- **WHAT IS BEING ASKED**:
The output should be all entries, each matching the original exactly.

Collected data
//! Document upload endpoint.

use aegis_core::{Document, ExtractedRecord};
use aegis_logging::{EventLogger, VerificationEvent, redact_sensitive_data};
use aegis_understanding::process_document;
use axum::{
    Json,
    extract::{Multipart, State, multipart::MultipartRejection},
};
use serde::Serialize;
use tracing::info;
use uuid::Uuid;

use crate::error::ApiError;
use crate::state::GatewayState;

/// Multipart field carrying the document.
pub const FILE_FIELD: &str = "file";

#[derive(Debug, Serialize)]
pub struct UploadResponse {
    pub status: &'static str,
    pub filename: String,
    pub data: ExtractedRecord,
}

/// Handler for `POST /api/v1/upload-document`
pub async fn upload_document(
    State(state): State<GatewayState>,
    multipart: Result<Multipart, MultipartRejection>,
) -> Result<Json<UploadResponse>, ApiError> {
    let request_id = Uuid::new_v4().to_string();
    let mut multipart =
        multipart.map_err(|rejection| ApiError::BadRequest(rejection.body_text()))?;
    let (filename, bytes) = read_file_field(&mut multipart).await?;
    info!(
        %request_id,
        filename = %redact_sensitive_data(&filename),
        size = bytes.len(),
        "Received document"
    );

    let document = Document::new(filename.clone(), bytes)?;
    let record = match process_document(state.reader.as_ref(), &document).await {
        Ok(record) => record,
        Err(err) => {
            EventLogger::log_event(
                &request_id,
                VerificationEvent::ProcessingFailed {
                    filename: Some(filename),
                    error: err.to_string(),
                },
            );
            return Err(err.into());
        }
    };

    EventLogger::log_event(
        &request_id,
        VerificationEvent::DocumentExtracted {
            filename: filename.clone(),
            kind: document.kind.as_str().to_string(),
            fields_found: record.fields_found(),
            confidence_score: record.confidence_score,
        },
    );

    Ok(Json(UploadResponse {
        status: "success",
        filename,
        data: record,
    }))
}

/// Pull the `file` field out of the form; other fields are skipped.
async fn read_file_field(multipart: &mut Multipart) -> Result<(String, Vec<u8>), ApiError> {
    while let Some(field) = multipart
        .next_field()
        .await
        .map_err(ApiError::from_multipart)?
    {
        if field.name() != Some(FILE_FIELD) {
            continue;
        }
        let filename = field.file_name().unwrap_or_default().to_string();
        let bytes = field.bytes().await.map_err(ApiError::from_multipart)?;
        return Ok((filename, bytes.to_vec()));
    }
    Err(ApiError::BadRequest(format!(
        "Missing `{FILE_FIELD}` field in upload"
    )))
}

- **ANSWER SPACE**:
//! Document upload endpoint.

use aegis_core::{Document, ExtractedRecord};
use aegis_logging::{EventLogger, VerificationEvent, redact_sensitive_data};
use aegis_understanding::process_document;
use axum::{
    Json,
    extract::{Multipart, State, multipart::MultipartRejection},
};
use serde::Serialize;
use tracing::info;
use uuid::Uuid;

use crate::error::ApiError;
use crate::state::GatewayState;

/// Multipart field carrying the document.
pub const FILE_FIELD: &str = "file";

#[derive(Debug, Serialize)]
pub struct UploadResponse {
    pub status: &'static str,
    pub filename: String,
    pub data: ExtractedRecord,
}

/// Handler for `POST /api/v1/upload-document`
pub async fn upload_document(
    State(state): State<GatewayState>,
    multipart: Result<Multipart, MultipartRejection>,
) -> Result<Json<UploadResponse>, ApiError> {
    let request_id = Uuid::new_v4().to_string();
    let mut multipart =
        multipart.map_err(|rejection| ApiError::BadRequest(rejection.body_text()))?;
    let (filename, bytes) = read_file_field(&mut multipart).await?;
    info!(
        %request_id,
        filename = %redact_sensitive_data(&filename),
        size = bytes.len(),
        "Received document"
    );

    let document = Document::new(filename.clone(), bytes)?;
    let record = match process_document(state.reader.as_ref(), &document).await {
        Ok(record) => record,
        Err(err) => {
            EventLogger::log_event(
                &request_id,
                VerificationEvent::ProcessingFailed {
                    filename: Some(filename),
                    error: err.to_string(),
                },
            );
            return Err(err.into());
        }
    };

    EventLogger::log_event(
        &request_id,
        VerificationEvent::DocumentExtracted {
            filename: filename.clone(),
            kind: document.kind.as_str().to_string(),
            fields_found: record.fields_found(),
            confidence_score: record.confidence_score,
        },
    );

    Ok(Json(UploadResponse {
        status: "success",
        filename,
        data: record,
    }))
}

/// Pull the `file` field out of the form; other fields are skipped.
async fn read_file_field(multipart: &mut Multipart) -> Result<(String, Vec<u8>), ApiError> {
    while let Some(field) = multipart
        .next_field()
        .await
        .map_err(ApiError::from_multipart)?
    {
        if field.name() != Some(FILE_FIELD) {
            continue;
        }
        let filename = field.file_name().unwrap_or_default().to_string();
        let bytes = field.bytes().await.map_err(ApiError::from_multipart)?;
        return Ok((filename, bytes.to_vec()));
    }
    Err(ApiError::BadRequest(format!(
        "Missing `{FILE_FIELD}` field in upload"
    )))
}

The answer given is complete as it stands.